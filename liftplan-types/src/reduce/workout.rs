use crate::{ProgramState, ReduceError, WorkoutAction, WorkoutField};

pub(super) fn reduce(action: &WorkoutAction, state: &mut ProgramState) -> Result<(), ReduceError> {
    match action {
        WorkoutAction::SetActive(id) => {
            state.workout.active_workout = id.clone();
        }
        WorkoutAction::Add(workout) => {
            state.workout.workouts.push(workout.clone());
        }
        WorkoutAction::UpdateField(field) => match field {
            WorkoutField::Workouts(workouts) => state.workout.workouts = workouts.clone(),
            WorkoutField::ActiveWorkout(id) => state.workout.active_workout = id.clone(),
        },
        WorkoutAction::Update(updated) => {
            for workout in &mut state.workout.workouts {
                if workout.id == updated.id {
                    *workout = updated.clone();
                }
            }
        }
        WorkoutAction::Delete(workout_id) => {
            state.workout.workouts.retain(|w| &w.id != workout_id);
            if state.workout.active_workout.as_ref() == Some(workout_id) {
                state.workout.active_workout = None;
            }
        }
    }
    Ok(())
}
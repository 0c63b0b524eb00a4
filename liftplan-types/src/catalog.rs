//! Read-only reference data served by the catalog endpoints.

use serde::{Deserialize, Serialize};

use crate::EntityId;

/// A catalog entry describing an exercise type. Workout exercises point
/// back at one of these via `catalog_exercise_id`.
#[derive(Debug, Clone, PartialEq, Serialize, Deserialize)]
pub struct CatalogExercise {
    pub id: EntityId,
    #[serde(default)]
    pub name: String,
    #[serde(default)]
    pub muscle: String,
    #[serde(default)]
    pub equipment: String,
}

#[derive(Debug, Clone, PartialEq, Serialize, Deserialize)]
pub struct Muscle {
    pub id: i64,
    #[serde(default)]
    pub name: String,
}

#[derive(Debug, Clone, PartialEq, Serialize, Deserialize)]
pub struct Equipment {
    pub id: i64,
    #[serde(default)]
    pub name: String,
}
────────────────
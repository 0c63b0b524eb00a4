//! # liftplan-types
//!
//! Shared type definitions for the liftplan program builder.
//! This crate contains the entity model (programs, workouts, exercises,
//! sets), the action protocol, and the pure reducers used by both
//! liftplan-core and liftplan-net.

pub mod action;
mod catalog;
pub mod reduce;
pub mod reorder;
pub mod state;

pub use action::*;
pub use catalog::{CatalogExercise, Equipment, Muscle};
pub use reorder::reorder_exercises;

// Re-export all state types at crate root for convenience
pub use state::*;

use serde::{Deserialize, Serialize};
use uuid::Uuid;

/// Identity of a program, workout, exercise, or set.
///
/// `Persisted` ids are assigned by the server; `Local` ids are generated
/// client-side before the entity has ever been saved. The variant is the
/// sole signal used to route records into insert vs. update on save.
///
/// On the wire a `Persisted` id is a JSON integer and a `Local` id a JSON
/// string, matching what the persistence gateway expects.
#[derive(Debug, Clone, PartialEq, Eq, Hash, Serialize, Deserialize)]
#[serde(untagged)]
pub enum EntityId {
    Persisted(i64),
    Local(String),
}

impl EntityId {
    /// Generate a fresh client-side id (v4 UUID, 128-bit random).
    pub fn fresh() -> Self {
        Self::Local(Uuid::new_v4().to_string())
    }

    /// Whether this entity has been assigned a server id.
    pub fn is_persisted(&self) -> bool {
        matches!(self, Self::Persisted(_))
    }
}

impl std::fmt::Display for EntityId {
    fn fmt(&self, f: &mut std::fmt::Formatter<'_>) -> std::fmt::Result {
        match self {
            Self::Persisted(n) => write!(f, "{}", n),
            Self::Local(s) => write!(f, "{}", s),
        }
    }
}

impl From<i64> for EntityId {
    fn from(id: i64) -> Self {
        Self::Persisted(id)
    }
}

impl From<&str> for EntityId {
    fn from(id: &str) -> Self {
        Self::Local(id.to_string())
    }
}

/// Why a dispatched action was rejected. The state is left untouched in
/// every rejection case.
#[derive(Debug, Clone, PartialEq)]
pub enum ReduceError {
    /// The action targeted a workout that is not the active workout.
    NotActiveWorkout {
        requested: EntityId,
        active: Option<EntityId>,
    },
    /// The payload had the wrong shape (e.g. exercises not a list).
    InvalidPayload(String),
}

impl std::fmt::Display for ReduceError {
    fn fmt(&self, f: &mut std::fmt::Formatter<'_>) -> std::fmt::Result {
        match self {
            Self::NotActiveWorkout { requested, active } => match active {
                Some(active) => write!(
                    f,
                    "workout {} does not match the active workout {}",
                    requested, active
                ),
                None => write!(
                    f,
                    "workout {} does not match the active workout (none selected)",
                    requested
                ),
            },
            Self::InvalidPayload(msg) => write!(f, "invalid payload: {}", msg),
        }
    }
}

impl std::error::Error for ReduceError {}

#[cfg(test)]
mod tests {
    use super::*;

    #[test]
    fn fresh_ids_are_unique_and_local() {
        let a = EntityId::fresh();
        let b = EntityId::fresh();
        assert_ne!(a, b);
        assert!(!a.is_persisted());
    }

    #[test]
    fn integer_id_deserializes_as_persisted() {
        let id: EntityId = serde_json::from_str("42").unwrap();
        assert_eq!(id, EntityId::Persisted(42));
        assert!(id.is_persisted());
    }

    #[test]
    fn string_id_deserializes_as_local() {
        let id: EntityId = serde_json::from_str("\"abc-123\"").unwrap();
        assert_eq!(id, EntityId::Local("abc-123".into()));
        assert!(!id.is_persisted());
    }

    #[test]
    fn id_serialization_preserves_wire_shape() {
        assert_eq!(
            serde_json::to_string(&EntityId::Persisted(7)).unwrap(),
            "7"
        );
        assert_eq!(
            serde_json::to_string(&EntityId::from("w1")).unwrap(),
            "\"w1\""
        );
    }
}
────────────────
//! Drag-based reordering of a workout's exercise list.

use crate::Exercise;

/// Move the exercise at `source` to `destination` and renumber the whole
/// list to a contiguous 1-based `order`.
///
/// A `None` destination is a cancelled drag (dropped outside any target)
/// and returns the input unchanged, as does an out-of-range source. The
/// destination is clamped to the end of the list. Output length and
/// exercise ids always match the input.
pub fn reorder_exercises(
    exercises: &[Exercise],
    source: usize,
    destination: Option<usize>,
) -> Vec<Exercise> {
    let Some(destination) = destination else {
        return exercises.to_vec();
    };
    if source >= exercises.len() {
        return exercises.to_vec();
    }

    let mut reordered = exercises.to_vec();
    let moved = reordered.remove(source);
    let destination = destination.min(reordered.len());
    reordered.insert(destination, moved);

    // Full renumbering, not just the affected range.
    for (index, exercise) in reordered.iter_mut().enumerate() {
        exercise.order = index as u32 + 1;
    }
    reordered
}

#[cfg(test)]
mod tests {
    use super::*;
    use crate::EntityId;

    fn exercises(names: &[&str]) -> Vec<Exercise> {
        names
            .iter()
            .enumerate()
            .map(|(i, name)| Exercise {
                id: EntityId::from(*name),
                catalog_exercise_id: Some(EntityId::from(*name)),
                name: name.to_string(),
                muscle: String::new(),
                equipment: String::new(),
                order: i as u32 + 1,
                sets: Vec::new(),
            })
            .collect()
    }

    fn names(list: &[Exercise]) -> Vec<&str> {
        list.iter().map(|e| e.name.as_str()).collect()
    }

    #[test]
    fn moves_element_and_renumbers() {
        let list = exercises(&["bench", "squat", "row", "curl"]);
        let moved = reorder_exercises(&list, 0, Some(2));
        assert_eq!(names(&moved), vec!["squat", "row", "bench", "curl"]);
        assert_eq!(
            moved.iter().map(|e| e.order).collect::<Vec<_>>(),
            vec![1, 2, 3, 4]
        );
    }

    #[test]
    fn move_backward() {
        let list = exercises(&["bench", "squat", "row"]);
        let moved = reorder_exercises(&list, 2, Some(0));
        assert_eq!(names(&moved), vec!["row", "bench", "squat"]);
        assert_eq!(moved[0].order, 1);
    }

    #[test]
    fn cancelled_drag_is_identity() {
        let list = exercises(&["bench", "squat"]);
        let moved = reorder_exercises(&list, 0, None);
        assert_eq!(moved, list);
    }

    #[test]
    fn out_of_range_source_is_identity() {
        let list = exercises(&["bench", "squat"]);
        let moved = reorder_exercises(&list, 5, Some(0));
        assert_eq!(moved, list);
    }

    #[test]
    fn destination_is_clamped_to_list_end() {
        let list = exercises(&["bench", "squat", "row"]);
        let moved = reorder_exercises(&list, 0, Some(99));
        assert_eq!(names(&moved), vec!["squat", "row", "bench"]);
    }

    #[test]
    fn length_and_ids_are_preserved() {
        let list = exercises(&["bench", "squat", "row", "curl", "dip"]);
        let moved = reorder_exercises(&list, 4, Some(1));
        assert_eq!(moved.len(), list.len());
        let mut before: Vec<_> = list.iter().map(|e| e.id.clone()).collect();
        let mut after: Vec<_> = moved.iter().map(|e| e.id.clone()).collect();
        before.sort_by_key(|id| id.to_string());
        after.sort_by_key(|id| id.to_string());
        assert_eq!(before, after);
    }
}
────────────────
= What the task requires =
If a line of the material contains the word "before", pick it out and copy it.

= Expected output =
/// client-side before the entity has ever been saved. The variant is the
        let mut before: Vec<_> = list.iter().map(|e| e.id.clone()).collect();
        before.sort_by_key(|id| id.to_string());
        assert_eq!(before, after);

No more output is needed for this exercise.